Copy nothing from the entries below except the lines from the one containing "#[cfg(test)]" through the one containing "vec![Step::Configure, Step::Build]", and copy those exactly.

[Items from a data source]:
▼▼▼
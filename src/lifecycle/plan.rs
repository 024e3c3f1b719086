//! Turning a lifecycle command into the ordered steps it runs.

use crate::backend::{BackendInvocation, path_arg};
use crate::config::BuildConfiguration;
use clap::ValueEnum;
use std::fmt;

/// Tools configure and build need unless `x.toml` says otherwise
pub const DEFAULT_TOOLCHAIN: &[&str] = &["cmake", "cargo", "rustc"];

/// Top-level operations `x` exposes
#[derive(Debug, Clone, Copy, PartialEq, Eq, Default, ValueEnum)]
pub enum LifecycleCommand {
    #[default]
    All,
    Configure,
    Build,
    Clean,
    Rebuild,
    Install,
    Run,
}

impl fmt::Display for LifecycleCommand {
    fn fmt(&self, f: &mut fmt::Formatter<'_>) -> fmt::Result {
        let name = match self {
            LifecycleCommand::All => "all",
            LifecycleCommand::Configure => "configure",
            LifecycleCommand::Build => "build",
            LifecycleCommand::Clean => "clean",
            LifecycleCommand::Rebuild => "rebuild",
            LifecycleCommand::Install => "install",
            LifecycleCommand::Run => "run",
        };
        f.write_str(name)
    }
}

/// One unit of a lifecycle plan
#[derive(Debug, Clone, Copy, PartialEq, Eq)]
pub enum Step {
    Clean,
    Configure,
    Build,
    Install,
    Run,
}

/// Where the state machine is
#[derive(Debug, Clone, Copy, PartialEq, Eq)]
pub enum Phase {
    Idle,
    Cleaning,
    Configuring,
    Building,
    Installing,
    Running,
    Done,
    Failed,
}

impl Step {
    pub fn phase(&self) -> Phase {
        match self {
            Step::Clean => Phase::Cleaning,
            Step::Configure => Phase::Configuring,
            Step::Build => Phase::Building,
            Step::Install => Phase::Installing,
            Step::Run => Phase::Running,
        }
    }

    /// Tools that must be on the path before this step may run
    pub fn required_tools(&self, config: &BuildConfiguration) -> Vec<String> {
        match self {
            Step::Configure | Step::Build => match &config.required_tools {
                Some(tools) => tools.clone(),
                None => DEFAULT_TOOLCHAIN.iter().map(|t| t.to_string()).collect(),
            },
            Step::Install => vec!["cmake".to_string()],
            Step::Clean | Step::Run => Vec::new(),
        }
    }
}

/// Ordered steps for `command`. Pure: nothing is executed or inspected.
pub fn plan(command: LifecycleCommand, config: &BuildConfiguration) -> Vec<Step> {
    match command {
        LifecycleCommand::Configure => vec![Step::Configure],
        LifecycleCommand::Build => vec![Step::Build],
        LifecycleCommand::Clean => vec![Step::Clean],
        LifecycleCommand::Rebuild => vec![Step::Clean, Step::Configure, Step::Build],
        LifecycleCommand::Install => vec![Step::Install],
        LifecycleCommand::Run => vec![Step::Run],
        LifecycleCommand::All => {
            let mut steps = Vec::with_capacity(3);
            if config.clean_first {
                steps.push(Step::Clean);
            }
            steps.push(Step::Configure);
            steps.push(Step::Build);
            steps
        }
    }
}

/// Union of the plan's tool requirements, in first-seen order
pub fn plan_requirements(steps: &[Step], config: &BuildConfiguration) -> Vec<String> {
    let mut tools: Vec<String> = Vec::new();
    for step in steps {
        for tool in step.required_tools(config) {
            if !tools.contains(&tool) {
                tools.push(tool);
            }
        }
    }
    tools
}

/// `cmake -S <root> -B <build>` with build type and generator override
pub fn configure_invocation(config: &BuildConfiguration) -> BackendInvocation {
    let mut inv = BackendInvocation::new("cmake")
        .arg("-S")
        .arg(path_arg(&config.project_root))
        .arg("-B")
        .arg(path_arg(&config.build_dir))
        .arg(format!("-DCMAKE_BUILD_TYPE={}", config.build_type))
        .arg("-DCMAKE_EXPORT_COMPILE_COMMANDS=ON");
    for (key, value) in &config.configure_defines {
        inv = inv.arg(format!("-D{}={}", key, value));
    }
    if let Some(generator) = &config.generator {
        inv = inv.arg("-G").arg(generator);
    }
    inv
}

/// `cmake --install <build>`; a destination root travels as `DESTDIR`
pub fn install_invocation(config: &BuildConfiguration) -> BackendInvocation {
    let mut inv = BackendInvocation::new("cmake")
        .arg("--install")
        .arg(path_arg(&config.build_dir));
    if let Some(prefix) = &config.install_prefix {
        inv = inv.arg("--prefix").arg(path_arg(prefix));
    }
    inv = inv.arg("--config").arg(config.build_type.as_str());
    if let Some(destdir) = &config.destination_root {
        inv = inv.env("DESTDIR", path_arg(destdir));
    }
    inv
}

#[cfg(test)]
mod tests {
    use super::*;
    use crate::config::{BuildType, CliOverrides, CoreCounts, ProjectConfig};
    use crate::probe::Probed;
    use std::path::PathBuf;

    fn config(cli: CliOverrides) -> BuildConfiguration {
        BuildConfiguration::resolve(
            std::env::temp_dir().join("rex"),
            cli,
            ProjectConfig::default(),
            CoreCounts {
                logical: Probed::Known(4),
                physical: Probed::Unknown,
            },
        )
        .unwrap()
    }

    #[test]
    fn test_single_step_commands() {
        let cfg = config(CliOverrides::default());
        assert_eq!(plan(LifecycleCommand::Configure, &cfg), vec![Step::Configure]);
        assert_eq!(plan(LifecycleCommand::Build, &cfg), vec![Step::Build]);
        assert_eq!(plan(LifecycleCommand::Clean, &cfg), vec![Step::Clean]);
        assert_eq!(plan(LifecycleCommand::Install, &cfg), vec![Step::Install]);
        assert_eq!(plan(LifecycleCommand::Run, &cfg), vec![Step::Run]);
    }

    #[test]
    fn test_rebuild_is_clean_configure_build() {
        let cfg = config(CliOverrides::default());
        let expected: Vec<Step> = [
            plan(LifecycleCommand::Clean, &cfg),
            plan(LifecycleCommand::Configure, &cfg),
            plan(LifecycleCommand::Build, &cfg),
        ]
        .concat();
        assert_eq!(plan(LifecycleCommand::Rebuild, &cfg), expected);
    }

    #[test]
    fn test_all_cleans_only_when_asked() {
        let cfg = config(CliOverrides::default());
        assert_eq!(
            plan(LifecycleCommand::All, &cfg),
            vec![Step::Configure, Step::Build]
        );

        let cfg = config(CliOverrides {
            clean_first: true,
            ..Default::default()
        });
        assert_eq!(
            plan(LifecycleCommand::All, &cfg),
            vec![Step::Clean, Step::Configure, Step::Build]
        );
    }

    #[test]
    fn test_requirements_are_deduplicated() {
        let cfg = config(CliOverrides::default());
        let steps = plan(LifecycleCommand::Rebuild, &cfg);
        assert_eq!(plan_requirements(&steps, &cfg), vec!["cmake", "cargo", "rustc"]);
        assert!(plan_requirements(&[Step::Clean, Step::Run], &cfg).is_empty());
        assert_eq!(plan_requirements(&[Step::Install], &cfg), vec!["cmake"]);
    }

    #[test]
    fn test_configure_invocation() {
        let cfg = config(CliOverrides {
            build_type: Some(BuildType::RelWithDebInfo),
            generator: Some("Ninja".into()),
            ..Default::default()
        });
        let inv = configure_invocation(&cfg);
        assert_eq!(inv.program, "cmake");
        assert_eq!(
            inv.args,
            vec![
                "-S".to_string(),
                path_arg(&cfg.project_root),
                "-B".to_string(),
                path_arg(&cfg.build_dir),
                "-DCMAKE_BUILD_TYPE=RelWithDebInfo".to_string(),
                "-DCMAKE_EXPORT_COMPILE_COMMANDS=ON".to_string(),
                "-G".to_string(),
                "Ninja".to_string(),
            ]
        );
    }

    #[test]
    fn test_install_invocation_forwards_prefix_and_destdir() {
        let cfg = config(CliOverrides {
            install_prefix: Some(PathBuf::from("/opt/rex")),
            destination_root: Some(PathBuf::from("/tmp/stage")),
            ..Default::default()
        });
        let inv = install_invocation(&cfg);
        assert_eq!(
            inv.args,
            vec![
                "--install".to_string(),
                path_arg(&cfg.build_dir),
                "--prefix".to_string(),
                path_arg(&PathBuf::from("/opt/rex")),
                "--config".to_string(),
                "Debug".to_string(),
            ]
        );
        assert_eq!(
            inv.env,
            vec![("DESTDIR".to_string(), path_arg(&PathBuf::from("/tmp/stage")))]
        );
    }
}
▲▲▲
[Solution to the problem]:
#[cfg(test)]
mod tests {
    use super::*;
    use crate::config::{BuildType, CliOverrides, CoreCounts, ProjectConfig};
    use crate::probe::Probed;
    use std::path::PathBuf;

    fn config(cli: CliOverrides) -> BuildConfiguration {
        BuildConfiguration::resolve(
            std::env::temp_dir().join("rex"),
            cli,
            ProjectConfig::default(),
            CoreCounts {
                logical: Probed::Known(4),
                physical: Probed::Unknown,
            },
        )
        .unwrap()
    }

    #[test]
    fn test_single_step_commands() {
        let cfg = config(CliOverrides::default());
        assert_eq!(plan(LifecycleCommand::Configure, &cfg), vec![Step::Configure]);
        assert_eq!(plan(LifecycleCommand::Build, &cfg), vec![Step::Build]);
        assert_eq!(plan(LifecycleCommand::Clean, &cfg), vec![Step::Clean]);
        assert_eq!(plan(LifecycleCommand::Install, &cfg), vec![Step::Install]);
        assert_eq!(plan(LifecycleCommand::Run, &cfg), vec![Step::Run]);
    }

    #[test]
    fn test_rebuild_is_clean_configure_build() {
        let cfg = config(CliOverrides::default());
        let expected: Vec<Step> = [
            plan(LifecycleCommand::Clean, &cfg),
            plan(LifecycleCommand::Configure, &cfg),
            plan(LifecycleCommand::Build, &cfg),
        ]
        .concat();
        assert_eq!(plan(LifecycleCommand::Rebuild, &cfg), expected);
    }

    #[test]
    fn test_all_cleans_only_when_asked() {
        let cfg = config(CliOverrides::default());
        assert_eq!(
            plan(LifecycleCommand::All, &cfg),
            vec![Step::Configure, Step::Build]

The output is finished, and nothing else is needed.